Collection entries

# # # #

impl Emitter {
    /// Lower one expression, leaving exactly one value on the stack.
    pub fn emit_expr(&mut self, expr: &ExprRef) -> Result<()> {
        self.state.emit_line(expr.loc.line, &expr.loc.text);

        match &expr.kind {
            ExprKind::StrLit(value) => {
                self.state.emit(Instruction::PushString(value.clone()));
            }
            ExprKind::NumLit(value) => {
                self.state.emit(Instruction::PushNum(value.clone()));
            }
            ExprKind::BoolLit(true) => self.state.emit(Instruction::PushTrue),
            ExprKind::BoolLit(false) => self.state.emit(Instruction::PushFalse),

            ExprKind::New(child) => {
                self.emit_expr(child)?;
                self.state.emit(Instruction::Map1(UnaryOp::New));
            }
            ExprKind::Neg(child) => {
                self.emit_expr(child)?;
                self.state.emit(Instruction::Map1(UnaryOp::Neg));
            }
            ExprKind::Comp(child) => {
                self.emit_expr(child)?;
                self.state.emit(Instruction::Map1(UnaryOp::Comp));
            }

            // Transparent: the parser keeps the node, the bytecode doesn't.
            ExprKind::Paren(child) => self.emit_expr(child)?,

            // The from/to clauses only carry provenance for earlier passes.
            ExprKind::Relate { in_, .. } => self.emit_expr(in_)?,

            // The bound expression is lowered lazily at each dispatch site.
            ExprKind::Let(def) => {
                self.register_let(def);
                self.emit_expr(&def.right)?;
            }

            ExprKind::TicVar { name, binding } => match binding {
                Binding::UserDef(let_id) => {
                    let key = MarkKey::TicVar(*let_id, name.clone());
                    if self.state.is_marked(&key) {
                        // Solve frames mark their tic vars up front; a
                        // full application marks on first use.
                        self.emit_dup(&key);
                    } else {
                        let Some(actual) = self.tic_binding(*let_id, name) else {
                            return Err(EmitError::NotImplemented(expr.clone()));
                        };
                        self.emit_expr(&actual)?;
                        let end = self.state.len();
                        self.state.mark(key, Mark::new(end, 0));
                    }
                }
                _ => return Err(EmitError::NotImplemented(expr.clone())),
            },

            ExprKind::Binary { op, left, right } => {
                self.emit_map(left, right, binop_instr(*op))?;
            }

            ExprKind::Descent { child, property } => {
                let kind = join_kind(&child.provenance, &Provenance::Value)?;
                self.emit_expr(child)?;
                self.state.emit(Instruction::PushString(property.clone()));
                self.emit_join(kind, BinaryOp::DerefObject);
            }

            ExprKind::Deref { left, right } => {
                self.emit_map(left, right, BinaryOp::DerefArray)?;
            }

            ExprKind::With { left, right } => {
                self.emit_map(left, right, BinaryOp::JoinObject)?;
            }

            ExprKind::Where { left, right } => {
                let group_key = MarkKey::Group(expr.clone());
                if self.state.is_marked(&group_key) {
                    // The enclosing split frame already carries this
                    // group's value.
                    self.emit_dup(&group_key);
                } else {
                    self.emit_filter(left, right, 0, None)?;
                }
            }

            ExprKind::Union { left, right } => {
                self.emit_expr(left)?;
                self.emit_expr(right)?;
                self.state.emit(Instruction::IUnion);
            }
            ExprKind::Intersect { left, right } => {
                self.emit_expr(left)?;
                self.emit_expr(right)?;
                self.state.emit(Instruction::IIntersect);
            }

            ExprKind::ObjectDef(fields) => self.emit_object(expr, fields)?,
            ExprKind::ArrayDef(values) => self.emit_array(expr, values)?,

            ExprKind::Dispatch {
                actuals,
                binding,
                buckets,
                ..
            } => self.emit_dispatch(expr, actuals, binding, buckets)?,
        }

        self.emit_constraint(expr)
    }

    fn emit_join(&mut self, kind: JoinKind, op: BinaryOp) {
        self.state.emit(match kind {
            JoinKind::Cross => Instruction::Map2Cross(op),
            JoinKind::Match => Instruction::Map2Match(op),
        });
    }

    /// Lower `left` and `right`, then combine them with the cross or match
    /// form of `op` as their provenances dictate.
    pub(crate) fn emit_map(
        &mut self,
        left: &ExprRef,
        right: &ExprRef,
        op: BinaryOp,
    ) -> Result<()> {
        let kind = join_kind(&left.provenance, &right.provenance)?;
        self.emit_expr(left)?;
        self.emit_expr(right)?;
        self.emit_join(kind, op);
        Ok(())
    }

    /// Lower `left` and `right`, then filter with the cross or match form
    /// as their provenances dictate.
    pub(crate) fn emit_filter(
        &mut self,
        left: &ExprRef,
        right: &ExprRef,
        depth: usize,
        pred: Option<Vec<PredicateInstr>>,
    ) -> Result<()> {
        let kind = join_kind(&left.provenance, &right.provenance)?;
        self.emit_expr(left)?;
        self.emit_expr(right)?;
        self.state.emit(match kind {
            JoinKind::Cross => Instruction::FilterCross { depth, pred },
            JoinKind::Match => Instruction::FilterMatch { depth, pred },
        });
        Ok(())
    }

    /// Apply the constraining expression attached to `expr`, unless the
    /// node itself is the constraint or a child already applied it.
    fn emit_constraint(&mut self, expr: &ExprRef) -> Result<()> {
        let Some(constraint) = expr.constraining.clone() else {
            return Ok(());
        };
        if constraint.equals_ignoring_loc(expr) {
            return Ok(());
        }
        let child_applied = expr.children().iter().any(|child| {
            child
                .constraining
                .as_ref()
                .is_some_and(|c| c.equals_ignoring_loc(&constraint))
        });
        if child_applied {
            return Ok(());
        }

        self.emit_expr(&constraint)?;
        self.state.emit(Instruction::Dup);
        self.state.emit(Instruction::Map2Match(BinaryOp::Eq));
        self.state.emit(Instruction::FilterMatch {
            depth: 0,
            pred: None,
        });
        Ok(())
    }

    /// Object literal: wrap each field, join within provenance groups,
    /// cross-join across groups. Field order in the emitted object follows
    /// the grouping, not the source; objects are unordered in the data
    /// model.
    fn emit_object(&mut self, expr: &ExprRef, fields: &[(String, ExprRef)]) -> Result<()> {
        if fields.is_empty() {
            return Err(EmitError::NotImplemented(expr.clone()));
        }

        let groups = group_by_provenance(fields.iter().map(|(_, value)| value));
        for (group_idx, (provenance, members)) in groups.iter().enumerate() {
            let join = if *provenance == Provenance::Value {
                JoinKind::Cross
            } else {
                JoinKind::Match
            };
            for (member_idx, &field_idx) in members.iter().enumerate() {
                let (key, value) = &fields[field_idx];
                self.state.emit(Instruction::PushString(key.clone()));
                self.emit_expr(value)?;
                self.state
                    .emit(Instruction::Map2Cross(BinaryOp::WrapObject));
                if member_idx > 0 {
                    self.emit_join(join, BinaryOp::JoinObject);
                }
            }
            if group_idx > 0 {
                self.state
                    .emit(Instruction::Map2Cross(BinaryOp::JoinObject));
            }
        }
        Ok(())
    }

    /// Array literal: wrap each element, join within provenance groups,
    /// cross-join across groups, then restore source order with pairwise
    /// `ArraySwap`s.
    fn emit_array(&mut self, expr: &ExprRef, values: &[ExprRef]) -> Result<()> {
        if values.is_empty() {
            return Err(EmitError::NotImplemented(expr.clone()));
        }

        let groups = group_by_provenance(values.iter());
        for (group_idx, (provenance, members)) in groups.iter().enumerate() {
            let join = if *provenance == Provenance::Value {
                JoinKind::Cross
            } else {
                JoinKind::Match
            };
            for (member_idx, &value_idx) in members.iter().enumerate() {
                self.emit_expr(&values[value_idx])?;
                self.state.emit(Instruction::Map1(UnaryOp::WrapArray));
                if member_idx > 0 {
                    self.emit_join(join, BinaryOp::JoinArray);
                }
            }
            if group_idx > 0 {
                self.state.emit(Instruction::Map2Cross(BinaryOp::JoinArray));
            }
        }

        // The joined array holds elements in group order; bubble each
        // source index into place, one ArraySwap per adjacent step.
        let mut perm: Vec<usize> = groups
            .iter()
            .flat_map(|(_, members)| members.iter().copied())
            .collect();
        for target in 0..perm.len() {
            let current = perm
                .iter()
                .position(|&idx| idx == target)
                .expect("permutation covers every index");
            for pos in (target + 1..=current).rev() {
                self.state.emit(Instruction::PushNum(pos.to_string()));
                self.state.emit(Instruction::Map2Cross(BinaryOp::ArraySwap));
                perm.swap(pos, pos - 1);
            }
        }
        Ok(())
    }

    /// Lower a dispatch site according to its binding.
    fn emit_dispatch(
        &mut self,
        expr: &ExprRef,
        actuals: &[ExprRef],
        binding: &Binding,
        buckets: &[(String, quirrel_ast::Bucket)],
    ) -> Result<()> {
        match binding {
            Binding::BuiltIn { name, .. } => match (reduction_for(name), actuals) {
                (Some(reduction), [actual]) => {
                    self.emit_expr(actual)?;
                    self.state.emit(Instruction::Reduce(reduction));
                    Ok(())
                }
                (None, [actual]) if name.as_str() == "distinct" => {
                    self.emit_expr(actual)?;
                    self.state
                        .emit(Instruction::SetReduce(SetReduction::Distinct));
                    Ok(())
                }
                (None, [actual]) if name.as_str() == "load" => {
                    self.emit_expr(actual)?;
                    self.state.emit(Instruction::LoadLocal(LoadType::Het));
                    Ok(())
                }
                _ => Err(EmitError::NotImplemented(expr.clone())),
            },

            Binding::StdlibBuiltIn1(op) => match actuals {
                [actual] => {
                    self.emit_expr(actual)?;
                    self.state
                        .emit(Instruction::Map1(UnaryOp::BuiltIn(op.clone())));
                    Ok(())
                }
                _ => Err(EmitError::NotImplemented(expr.clone())),
            },

            Binding::StdlibBuiltIn2(op) => match actuals {
                [left, right] => self.emit_map(left, right, BinaryOp::BuiltIn(op.clone())),
                _ => Err(EmitError::NotImplemented(expr.clone())),
            },

            Binding::UserDef(let_id) => {
                let Some(def) = self.let_def(*let_id).cloned() else {
                    return Err(EmitError::NotImplemented(expr.clone()));
                };

                if def.params.is_empty() {
                    // A bare name is a memoized reference to its body.
                    self.emit_or_dup(MarkKey::Expr(def.left.clone()), |emitter| {
                        emitter.emit_expr(&def.left)
                    })
                } else if actuals.len() == def.params.len() {
                    let key = MarkKey::Dispatch(*let_id, actuals.to_vec());
                    if self.state.is_marked(&key) {
                        self.emit_dup(&key);
                        return Ok(());
                    }
                    // Bind each tic var to its actual and lower the body;
                    // each actual is emitted and marked at its first use.
                    self.state.unmark_tic_vars(*let_id, &def.params);
                    let bindings = def
                        .params
                        .iter()
                        .cloned()
                        .zip(actuals.iter().cloned())
                        .collect();
                    self.with_tic_bindings(*let_id, bindings, |emitter| {
                        emitter.emit_expr(&def.left)
                    })?;
                    let end = self.state.len();
                    self.state.mark(key, Mark::new(end, 0));
                    Ok(())
                } else {
                    self.emit_solve(*let_id, &def, buckets)
                }
            }

            Binding::Null => Err(EmitError::NotImplemented(expr.clone())),
        }
    }
}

# # # #

* **EXERCISE DESCRIPTION**: Pull out all lines from the entries above in which the word "current" appears.

* **ANSWER BOX**:
            let current = perm
            for pos in (target + 1..=current).rev() {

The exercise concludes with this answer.